The aim of the focus groups was to both explore issues salient to incarcerated women, and to use the findings to modify and adapt the assessments and peer-partnered intervention for use during the main study. After these focus groups, we felt we knew more about which risk factors to address in the survey. We also were able to revise our intervention model to account for some of the risky behaviors women were revealing. Specifically, we tailored the intervention to address problems related to drug use and victimization, risk reduction methods, safer sexual practices, and education about the consequences of risky behaviors on women’s physical and mental health.
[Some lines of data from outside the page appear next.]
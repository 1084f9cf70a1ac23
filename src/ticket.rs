//! Core ticket record and lifecycle transitions.
//!
//! Every mutating method re-checks the current status at call time and
//! returns a typed [`DeskError`] naming the failed precondition, so the
//! router never has to reason about stale state shown to a user.

use super::error::DeskError;
use chrono::{DateTime, TimeZone, Utc};

#[derive(minicbor::Encode, minicbor::Decode, Debug, Clone, Copy, PartialEq, Eq)]
pub enum DealMode {
    #[n(0)]
    Inr,
    #[n(1)]
    Crypto,
}

#[derive(Debug, Clone, Copy, PartialEq, Eq)]
pub enum Role {
    Buyer,
    Seller,
}

/// Lifecycle states, in order of the main progression. Claim/unclaim is
/// orthogonal and tracked by [`Ticket::claimed_by`].
#[derive(minicbor::Encode, minicbor::Decode, Debug, Clone, Copy, PartialEq, Eq)]
pub enum Status {
    #[n(0)]
    Created,
    #[n(1)]
    TypeSelected,
    #[n(2)]
    AwaitingCounterparty,
    #[n(3)]
    RolesPending,
    #[n(4)]
    RolesLocked,
    #[n(5)]
    TosPending,
    #[n(6)]
    TosSubmitted,
    #[n(7)]
    AwaitingBuyerDecision,
    #[n(8)]
    AmountPending,
    #[n(9)]
    AmountSet,
    #[n(10)]
    DealAnnounced,
    #[n(11)]
    AwaitingSellerConfirmation,
    #[n(12)]
    SellerConfirmed,
    #[n(13)]
    SellerCancelled,
    #[n(14)]
    Closed,
}

#[derive(Debug, PartialEq, Eq, PartialOrd, Ord, Clone)]
pub struct TimeStamp<T: TimeZone>(DateTime<T>);

impl TimeStamp<Utc> {
    pub fn new() -> Self {
        Self(Utc::now())
    }
    pub fn new_with(year: i32, month: u32, day: u32, hour: u32, min: u32, sec: u32) -> Self {
        Utc.with_ymd_and_hms(year, month, day, hour, min, sec)
            .unwrap()
            .into()
    }
    pub fn to_datetime_utc(&self) -> DateTime<Utc> {
        self.0
    }
}

impl Default for TimeStamp<Utc> {
    fn default() -> Self {
        Self::new()
    }
}

impl<T: TimeZone> From<DateTime<T>> for TimeStamp<T> {
    fn from(value: DateTime<T>) -> Self {
        TimeStamp(value)
    }
}

impl<C> minicbor::Encode<C> for TimeStamp<Utc> {
    fn encode<W: minicbor::encode::Write>(
        &self,
        e: &mut minicbor::Encoder<W>,
        _: &mut C,
    ) -> Result<(), minicbor::encode::Error<W::Error>> {
        if let Some(nsec) = self.0.timestamp_nanos_opt() {
            return e.i64(nsec)?.ok();
        }

        Err(minicbor::encode::Error::message(
            "failed to encode timestamp. timestamp_nanos_opt returned None",
        ))
    }
}

impl<'b, C> minicbor::Decode<'b, C> for TimeStamp<Utc> {
    fn decode(d: &mut minicbor::Decoder<'b>, _: &mut C) -> Result<Self, minicbor::decode::Error> {
        let nsecs = d.i64()?;

        Ok(TimeStamp(DateTime::from_timestamp_nanos(nsecs)))
    }
}

/// One tracked trade negotiation. Keyed by the conversation it lives in.
#[derive(minicbor::Encode, minicbor::Decode, Debug, Clone, PartialEq)]
pub struct Ticket {
    #[n(0)]
    pub id: String,
    #[n(1)]
    pub channel: String,
    #[n(2)]
    pub opener_id: String,
    #[n(3)]
    pub counterparty_id: Option<String>,
    #[n(4)]
    pub deal_mode: Option<DealMode>,
    #[n(5)]
    pub buyer_id: Option<String>,
    #[n(6)]
    pub seller_id: Option<String>,
    /// Agreed price in the unit implied by `deal_mode` (INR for Inr,
    /// USD for Crypto).
    #[n(7)]
    pub amount: Option<f64>,
    /// Local-currency equivalent, always populated once `amount` is set.
    #[n(8)]
    pub amount_inr: Option<f64>,
    #[n(9)]
    pub coin: Option<String>,
    #[n(10)]
    pub terms_of_sale: Option<String>,
    #[n(11)]
    pub claimed_by: Option<String>,
    #[n(12)]
    pub claimed_at: Option<TimeStamp<Utc>>,
    #[n(13)]
    pub status: Status,
    #[n(14)]
    pub created_at: TimeStamp<Utc>,
}

impl Ticket {
    /// Derive the stable ticket id for a conversation.
    pub fn id_for_channel(channel: &str) -> String {
        format!("ticket-{channel}")
    }

    pub fn new(channel: &str, opener_id: &str) -> Self {
        Self {
            id: Self::id_for_channel(channel),
            channel: channel.to_string(),
            opener_id: opener_id.to_string(),
            counterparty_id: None,
            deal_mode: None,
            buyer_id: None,
            seller_id: None,
            amount: None,
            amount_inr: None,
            coin: None,
            terms_of_sale: None,
            claimed_by: None,
            claimed_at: None,
            status: Status::Created,
            created_at: TimeStamp::new(),
        }
    }

    pub fn is_closed(&self) -> bool {
        self.status == Status::Closed
    }

    /// Every identity with a stake in the ticket: opener, counterparty and
    /// the current claimant, in that order, skipping the unset ones.
    pub fn participants(&self) -> Vec<String> {
        [
            Some(self.opener_id.clone()),
            self.counterparty_id.clone(),
            self.claimed_by.clone(),
        ]
        .into_iter()
        .flatten()
        .collect()
    }

    pub fn is_trader(&self, user_id: &str) -> bool {
        self.opener_id == user_id || self.counterparty_id.as_deref() == Some(user_id)
    }

    fn ensure_not_closed(&self) -> Result<(), DeskError> {
        if self.is_closed() {
            return Err(DeskError::InvalidState("this ticket is closed".into()));
        }
        Ok(())
    }

    /// Fails unless the acting identity equals the current claimant.
    pub fn ensure_claimant(&self, actor_id: &str) -> Result<(), DeskError> {
        match self.claimed_by.as_deref() {
            Some(claimant) if claimant == actor_id => Ok(()),
            _ => Err(DeskError::Unauthorized(
                "only the claimed middleman may run this".into(),
            )),
        }
    }

    pub fn select_deal_mode(&mut self, mode: DealMode) -> Result<(), DeskError> {
        if let Some(chosen) = self.deal_mode {
            if chosen != mode {
                return Err(DeskError::InvalidState(
                    "the deal mode is fixed once chosen".into(),
                ));
            }
        }
        match self.status {
            Status::Created | Status::TypeSelected => {
                self.deal_mode = Some(mode);
                self.status = Status::TypeSelected;
                Ok(())
            }
            _ => Err(DeskError::InvalidState(
                "the deal mode can only be chosen at the start of a ticket".into(),
            )),
        }
    }

    /// The counterparty prompt has been issued.
    pub fn prompt_counterparty(&mut self) -> Result<(), DeskError> {
        if self.status != Status::TypeSelected {
            return Err(DeskError::InvalidState(
                "a deal mode must be chosen first".into(),
            ));
        }
        self.status = Status::AwaitingCounterparty;
        Ok(())
    }

    pub fn register_counterparty(&mut self, user_id: &str) -> Result<(), DeskError> {
        if !matches!(
            self.status,
            Status::TypeSelected | Status::AwaitingCounterparty
        ) {
            return Err(DeskError::InvalidState(
                "the counterparty can only be registered after the deal mode is chosen".into(),
            ));
        }
        if user_id == self.opener_id {
            return Err(DeskError::Validation(
                "the counterparty must be a different user than the opener".into(),
            ));
        }
        self.counterparty_id = Some(user_id.to_string());
        self.status = Status::RolesPending;
        Ok(())
    }

    /// Pick buyer or seller. The role must not already be held by the other
    /// trader; switching one's own pick is allowed until both are set.
    pub fn choose_role(&mut self, actor_id: &str, role: Role) -> Result<(), DeskError> {
        if self.status != Status::RolesPending {
            return Err(DeskError::InvalidState(
                "roles can only be picked once both traders are registered, and before they lock"
                    .into(),
            ));
        }
        if !self.is_trader(actor_id) {
            return Err(DeskError::Unauthorized(
                "only the two traders may pick a role".into(),
            ));
        }
        let (slot, other) = match role {
            Role::Buyer => (&mut self.buyer_id, &mut self.seller_id),
            Role::Seller => (&mut self.seller_id, &mut self.buyer_id),
        };
        if let Some(holder) = slot.as_deref() {
            if holder != actor_id {
                return Err(DeskError::Validation(
                    "that role is already taken by the other trader".into(),
                ));
            }
        }
        *slot = Some(actor_id.to_string());
        // switching sides clears the previous pick
        if other.as_deref() == Some(actor_id) {
            *other = None;
        }
        if self.buyer_id.is_some() && self.seller_id.is_some() {
            self.status = Status::RolesLocked;
        }
        Ok(())
    }

    /// The terms-of-sale prompt has been issued to the seller.
    pub fn prompt_terms(&mut self) -> Result<(), DeskError> {
        if self.status != Status::RolesLocked {
            return Err(DeskError::InvalidState("roles are not locked yet".into()));
        }
        self.status = Status::TosPending;
        Ok(())
    }

    pub fn submit_terms(&mut self, actor_id: &str, terms: &str) -> Result<(), DeskError> {
        if self.seller_id.as_deref() != Some(actor_id) {
            return Err(DeskError::Unauthorized(
                "only the seller may submit terms of sale".into(),
            ));
        }
        if !matches!(self.status, Status::RolesLocked | Status::TosPending) {
            return Err(DeskError::InvalidState(
                "terms of sale are not being collected right now".into(),
            ));
        }
        if terms.trim().is_empty() {
            return Err(DeskError::Validation(
                "terms of sale must not be empty".into(),
            ));
        }
        self.terms_of_sale = Some(terms.to_string());
        self.status = Status::TosSubmitted;
        Ok(())
    }

    /// The accept/deny prompt has been issued to the buyer.
    pub fn prompt_buyer_decision(&mut self) -> Result<(), DeskError> {
        if self.status != Status::TosSubmitted {
            return Err(DeskError::InvalidState(
                "no terms of sale have been submitted".into(),
            ));
        }
        self.status = Status::AwaitingBuyerDecision;
        Ok(())
    }

    pub fn buyer_decision(&mut self, actor_id: &str, accept: bool) -> Result<(), DeskError> {
        if self.buyer_id.as_deref() != Some(actor_id) {
            return Err(DeskError::Unauthorized(
                "only the buyer may accept or deny the terms".into(),
            ));
        }
        if !matches!(
            self.status,
            Status::TosSubmitted | Status::AwaitingBuyerDecision
        ) {
            return Err(DeskError::InvalidState(
                "there are no terms awaiting a decision".into(),
            ));
        }
        // a denial pauses the ticket until the seller resubmits terms
        self.status = if accept {
            Status::AmountPending
        } else {
            Status::TosPending
        };
        Ok(())
    }

    pub fn set_amount(
        &mut self,
        actor_id: &str,
        amount: f64,
        coin: Option<&str>,
        usd_to_inr: f64,
    ) -> Result<(), DeskError> {
        if self.buyer_id.as_deref() != Some(actor_id) {
            return Err(DeskError::Unauthorized(
                "only the buyer may set the deal amount".into(),
            ));
        }
        if self.status != Status::AmountPending {
            return Err(DeskError::InvalidState(
                "the ticket is not waiting for an amount".into(),
            ));
        }
        if !amount.is_finite() || amount <= 0.0 {
            return Err(DeskError::Validation(
                "the amount must be a positive number".into(),
            ));
        }
        let mode = self.deal_mode.ok_or_else(|| {
            DeskError::InvalidState("a deal mode must be chosen before an amount".into())
        })?;
        self.amount = Some(amount);
        match mode {
            DealMode::Inr => {
                self.amount_inr = Some(amount);
            }
            DealMode::Crypto => {
                self.amount_inr = Some((amount * usd_to_inr).round());
                self.coin = coin.map(str::to_string);
            }
        }
        self.status = Status::AmountSet;
        Ok(())
    }

    /// The agreed amount has been announced in the ticket channel.
    pub fn announce_deal(&mut self) -> Result<(), DeskError> {
        if self.status != Status::AmountSet {
            return Err(DeskError::InvalidState("no amount has been set".into()));
        }
        self.status = Status::DealAnnounced;
        Ok(())
    }

    /// Take custody responsibility. An administrator may reassign a claim
    /// that is already held; anyone else is rejected while it is held.
    pub fn claim(&mut self, actor_id: &str, is_admin: bool) -> Result<(), DeskError> {
        self.ensure_not_closed()?;
        if let Some(claimant) = self.claimed_by.as_deref() {
            if claimant != actor_id && !is_admin {
                return Err(DeskError::Unauthorized(format!(
                    "this ticket is already claimed by {claimant}"
                )));
            }
        }
        self.claimed_by = Some(actor_id.to_string());
        self.claimed_at = Some(TimeStamp::new());
        Ok(())
    }

    pub fn unclaim(&mut self, actor_id: &str, is_admin: bool) -> Result<(), DeskError> {
        self.ensure_not_closed()?;
        match self.claimed_by.as_deref() {
            None => Err(DeskError::InvalidState("this ticket is not claimed".into())),
            Some(claimant) if claimant == actor_id || is_admin => {
                self.claimed_by = None;
                self.claimed_at = None;
                Ok(())
            }
            Some(_) => Err(DeskError::Unauthorized(
                "only the current claimant or an administrator may unclaim".into(),
            )),
        }
    }

    pub fn request_confirmation(&mut self, actor_id: &str) -> Result<(), DeskError> {
        self.ensure_claimant(actor_id)?;
        self.ensure_not_closed()?;
        if self.seller_id.is_none() {
            return Err(DeskError::InvalidState(
                "roles must be locked before the seller can confirm".into(),
            ));
        }
        self.status = Status::AwaitingSellerConfirmation;
        Ok(())
    }

    pub fn seller_decision(&mut self, actor_id: &str, confirm: bool) -> Result<(), DeskError> {
        if self.seller_id.as_deref() != Some(actor_id) {
            return Err(DeskError::Unauthorized(
                "only the named seller may confirm or cancel the deal".into(),
            ));
        }
        if self.status != Status::AwaitingSellerConfirmation {
            return Err(DeskError::InvalidState(
                "the deal is not awaiting the seller's confirmation".into(),
            ));
        }
        self.status = if confirm {
            Status::SellerConfirmed
        } else {
            // the ticket stays open for manual dispute handling
            Status::SellerCancelled
        };
        Ok(())
    }

    /// Transition to `Closed`. Identity guards (claimant for finalize,
    /// claimant-or-admin for force close) are checked by the service.
    pub fn close(&mut self) -> Result<(), DeskError> {
        self.ensure_not_closed()?;
        self.status = Status::Closed;
        Ok(())
    }
}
Correctional facilities offer a window of opportunity to intervene with high-risk women. These focus groups allowed us to tailor our assessment and interventions and demonstrated that such programs with female offenders are feasible. We provided women with the opportunity to tell us their stories, so we could help them and other women.
Women in this sample had a story to tell, were comfortable telling it, and, at the same time, helped us prepare an intervention and assessment for our study. They reported multiple risk behaviors, which increased their susceptibility to HIV/AIDS, violence and further poor outcomes. They also experienced great difficulty in complying with Court-ordered services due to feeling trapped in a self-destructive, vicious cycle of poverty, unemployment, drug addiction, sex trading, and violence. Correctional facilities provide an opportunity to educate and prepare these women for release. Innovative and holistic HIV-prevention programs are needed to foster positive behavioral change and, thereby, improve the quality of life of these women.
We acknowledge the funding support received from the National Institute of Nursing Research (NINR; Grant No. NR09180; Linda B. Cottler, PI), Fogarty International Center ICOHRTA Training Program in Behavioral Disorders (Grant No. TW05811-08; LB Cottler, PI, VA Satyanarayana, Fellow) and NIDA T32 (Grant No. DA07313-10; LB Cottler, PI; R Crecelius, Fellow). Special thanks to the study participants, MSI staff, and field staff.